- WHAT THE TASK ASKS: Look through the records below, and whenever a line contains "moved", copy it.

Records excerpted from a collection
/---
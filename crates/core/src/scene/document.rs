use rustc_hash::FxHashSet;

use crate::error::SceneError;
use crate::geometry::BBox;

use super::{Placement, SceneGraph};

#[derive(Debug, Copy, Clone, Eq, PartialEq, Hash, PartialOrd, Ord)]
pub struct NodeId(pub usize);

#[derive(Debug, Clone, PartialEq)]
pub enum NodeKind {
    /// A drawable leaf. `None` bounds model a shape the host can't measure.
    Shape { bounds: Option<BBox> },
    Container,
}

#[derive(Debug, Clone)]
struct NodeData {
    name: String,
    kind: NodeKind,
    parent: Option<NodeId>,
    children: Vec<NodeId>,
    clipping: bool,
}

/// Arena-backed scene graph.
///
/// Node 0 is the document root. Layers are containers directly under the
/// root; shapes and groups live inside layers. Nodes are never freed, so a
/// [`NodeId`] stays valid for the lifetime of the document.
#[derive(Debug, Clone)]
pub struct Document {
    nodes: Vec<NodeData>,
    rejected_mutations: FxHashSet<NodeId>,
    rejected_reads: FxHashSet<NodeId>,
    send_to_back_calls: usize,
    move_calls: usize,
}

impl Default for Document {
    fn default() -> Self {
        Self::new()
    }
}

impl Document {
    pub fn new() -> Self {
        let root = NodeData {
            name: "document".to_string(),
            kind: NodeKind::Container,
            parent: None,
            children: Vec::new(),
            clipping: false,
        };
        Self {
            nodes: vec![root],
            rejected_mutations: FxHashSet::default(),
            rejected_reads: FxHashSet::default(),
            send_to_back_calls: 0,
            move_calls: 0,
        }
    }

    pub fn root(&self) -> NodeId {
        NodeId(0)
    }

    pub fn layers(&self) -> &[NodeId] {
        &self.nodes[0].children
    }

    /// Appends a layer behind the existing ones.
    pub fn add_layer(&mut self, name: &str) -> NodeId {
        self.push_node(self.root(), name, NodeKind::Container)
    }

    /// Appends a shape at the back of `parent`.
    pub fn add_shape(&mut self, parent: NodeId, name: &str, bounds: Option<BBox>) -> NodeId {
        self.push_node(parent, name, NodeKind::Shape { bounds })
    }

    /// Appends an empty container at the back of `parent`.
    pub fn add_container(&mut self, parent: NodeId, name: &str) -> NodeId {
        self.push_node(parent, name, NodeKind::Container)
    }

    fn push_node(&mut self, parent: NodeId, name: &str, kind: NodeKind) -> NodeId {
        let id = NodeId(self.nodes.len());
        self.nodes.push(NodeData {
            name: name.to_string(),
            kind,
            parent: Some(parent),
            children: Vec::new(),
            clipping: false,
        });
        self.nodes[parent.0].children.push(id);
        id
    }

    pub fn len(&self) -> usize {
        self.nodes.len()
    }

    pub fn is_empty(&self) -> bool {
        self.nodes.len() <= 1
    }

    pub fn name(&self, id: NodeId) -> Option<&str> {
        self.nodes.get(id.0).map(|n| n.name.as_str())
    }

    pub fn kind(&self, id: NodeId) -> Option<&NodeKind> {
        self.nodes.get(id.0).map(|n| &n.kind)
    }

    pub fn is_container(&self, id: NodeId) -> bool {
        matches!(self.kind(id), Some(NodeKind::Container))
    }

    /// First node with the given name, in creation order.
    pub fn find(&self, name: &str) -> Option<NodeId> {
        self.nodes.iter().position(|n| n.name == name).map(NodeId)
    }

    /// Children names of a container, front to back. Empty for shapes.
    pub fn child_names(&self, container: NodeId) -> Vec<&str> {
        self.nodes
            .get(container.0)
            .map(|n| {
                n.children
                    .iter()
                    .map(|c| self.nodes[c.0].name.as_str())
                    .collect()
            })
            .unwrap_or_default()
    }

    /// Makes every structural call on `node` fail with [`SceneError::Rejected`].
    pub fn reject_mutations(&mut self, node: NodeId) {
        self.rejected_mutations.insert(node);
    }

    /// Makes geometry and stacking reads on `node` fail.
    pub fn reject_reads(&mut self, node: NodeId) {
        self.rejected_reads.insert(node);
    }

    /// Number of successful send-to-back calls so far.
    pub fn send_to_back_calls(&self) -> usize {
        self.send_to_back_calls
    }

    /// Number of successful move calls so far (send-to-back excluded).
    pub fn move_calls(&self) -> usize {
        self.move_calls
    }

    fn data(&self, id: NodeId) -> Result<&NodeData, SceneError> {
        self.nodes.get(id.0).ok_or(SceneError::StaleNode(id.0))
    }

    fn check_mutable(&self, id: NodeId) -> Result<(), SceneError> {
        self.data(id)?;
        if self.rejected_mutations.contains(&id) {
            return Err(SceneError::Rejected {
                node: id.0,
                reason: "node is locked".to_string(),
            });
        }
        Ok(())
    }

    fn check_readable(&self, id: NodeId) -> Result<&NodeData, SceneError> {
        let data = self.data(id)?;
        if self.rejected_reads.contains(&id) {
            return Err(SceneError::Unreadable(id.0));
        }
        Ok(data)
    }

    fn is_ancestor_or_self(&self, ancestor: NodeId, mut node: NodeId) -> bool {
        loop {
            if node == ancestor {
                return true;
            }
            match self.nodes[node.0].parent {
                Some(p) => node = p,
                None => return false,
            }
        }
    }

    /// Resolves a placement to `(parent, index)` assuming `moving` has already
    /// been detached.
    fn resolve(
        &self,
        at: Placement<NodeId>,
        moving: Option<NodeId>,
    ) -> Result<(NodeId, usize), SceneError> {
        let (parent, index) = match at {
            Placement::AtBeginning(c) | Placement::AtEnd(c) => {
                if !self.is_container(c) {
                    self.data(c)?;
                    return Err(SceneError::NotAContainer(c.0));
                }
                let index = match at {
                    Placement::AtBeginning(_) => 0,
                    _ => self.nodes[c.0].children.len(),
                };
                (c, index)
            }
            Placement::Before(s) | Placement::After(s) => {
                let parent = self.data(s)?.parent.ok_or(SceneError::NoParent(s.0))?;
                if moving == Some(s) {
                    return Err(SceneError::InvalidPlacement(format!(
                        "node {} placed relative to itself",
                        s.0
                    )));
                }
                let pos = self.sibling_position(parent, s)?;
                let index = match at {
                    Placement::Before(_) => pos,
                    _ => pos + 1,
                };
                (parent, index)
            }
        };
        if let Some(m) = moving {
            if self.is_ancestor_or_self(m, parent) {
                return Err(SceneError::InvalidPlacement(format!(
                    "node {} cannot move inside itself",
                    m.0
                )));
            }
        }
        Ok((parent, index))
    }

    fn sibling_position(&self, parent: NodeId, node: NodeId) -> Result<usize, SceneError> {
        self.nodes[parent.0]
            .children
            .iter()
            .position(|&c| c == node)
            .ok_or(SceneError::NoParent(node.0))
    }

    fn detach(&mut self, node: NodeId) -> Result<(), SceneError> {
        let parent = self.data(node)?.parent.ok_or(SceneError::NoParent(node.0))?;
        let pos = self.sibling_position(parent, node)?;
        self.nodes[parent.0].children.remove(pos);
        self.nodes[node.0].parent = None;
        Ok(())
    }

    fn attach(&mut self, node: NodeId, parent: NodeId, index: usize) {
        let children = &mut self.nodes[parent.0].children;
        let index = index.min(children.len());
        children.insert(index, node);
        self.nodes[node.0].parent = Some(parent);
    }
}

impl SceneGraph for Document {
    type Node = NodeId;

    fn bounds(&self, node: NodeId) -> Result<BBox, SceneError> {
        let data = self.check_readable(node)?;
        match &data.kind {
            NodeKind::Shape { bounds } => (*bounds).ok_or(SceneError::Unreadable(node.0)),
            NodeKind::Container => {
                // A clip group is as large as its mask.
                if let Some(&mask) = data.children.iter().find(|c| self.nodes[c.0].clipping) {
                    return self.bounds(mask);
                }
                data.children
                    .iter()
                    .filter_map(|&c| self.bounds(c).ok())
                    .reduce(|a, b| a.union(&b))
                    .ok_or(SceneError::EmptyBounds(node.0))
            }
        }
    }

    fn stacking_index(&self, node: NodeId) -> Result<usize, SceneError> {
        let data = self.check_readable(node)?;
        let parent = data.parent.ok_or(SceneError::NoParent(node.0))?;
        self.sibling_position(parent, node)
    }

    fn parent(&self, node: NodeId) -> Result<Option<NodeId>, SceneError> {
        Ok(self.data(node)?.parent)
    }

    fn children(&self, container: NodeId) -> Result<Vec<NodeId>, SceneError> {
        let data = self.data(container)?;
        match data.kind {
            NodeKind::Container => Ok(data.children.clone()),
            NodeKind::Shape { .. } => Err(SceneError::NotAContainer(container.0)),
        }
    }

    fn create_container(&mut self, at: Placement<NodeId>) -> Result<NodeId, SceneError> {
        let (parent, index) = self.resolve(at, None)?;
        let id = NodeId(self.nodes.len());
        self.nodes.push(NodeData {
            name: format!("group{}", id.0),
            kind: NodeKind::Container,
            parent: None,
            children: Vec::new(),
            clipping: false,
        });
        self.attach(id, parent, index);
        Ok(id)
    }

    fn move_to(&mut self, node: NodeId, at: Placement<NodeId>) -> Result<(), SceneError> {
        self.check_mutable(node)?;
        if node == self.root() {
            return Err(SceneError::InvalidPlacement("the root cannot move".to_string()));
        }
        // Validate against the tree before detaching so a bad placement leaves
        // the node where it was.
        self.resolve(at, Some(node))?;
        let old_parent = self.data(node)?.parent.ok_or(SceneError::NoParent(node.0))?;
        let old_pos = self.sibling_position(old_parent, node)?;
        self.detach(node)?;
        match self.resolve(at, Some(node)) {
            Ok((parent, index)) => {
                self.attach(node, parent, index);
                self.move_calls += 1;
                Ok(())
            }
            Err(e) => {
                self.attach(node, old_parent, old_pos);
                Err(e)
            }
        }
    }

    fn send_to_back(&mut self, node: NodeId) -> Result<(), SceneError> {
        self.check_mutable(node)?;
        let parent = self.data(node)?.parent.ok_or(SceneError::NoParent(node.0))?;
        let pos = self.sibling_position(parent, node)?;
        let children = &mut self.nodes[parent.0].children;
        let moved = children.remove(pos);
        children.push(moved);
        self.send_to_back_calls += 1;
        Ok(())
    }

    fn set_clipping(&mut self, node: NodeId, clipping: bool) -> Result<(), SceneError> {
        self.check_mutable(node)?;
        self.nodes[node.0].clipping = clipping;
        Ok(())
    }

    fn is_clipping(&self, node: NodeId) -> Result<bool, SceneError> {
        Ok(self.data(node)?.clipping)
    }
}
\---
- TASK RESULT:
        let moved = children.remove(pos);
        children.push(moved);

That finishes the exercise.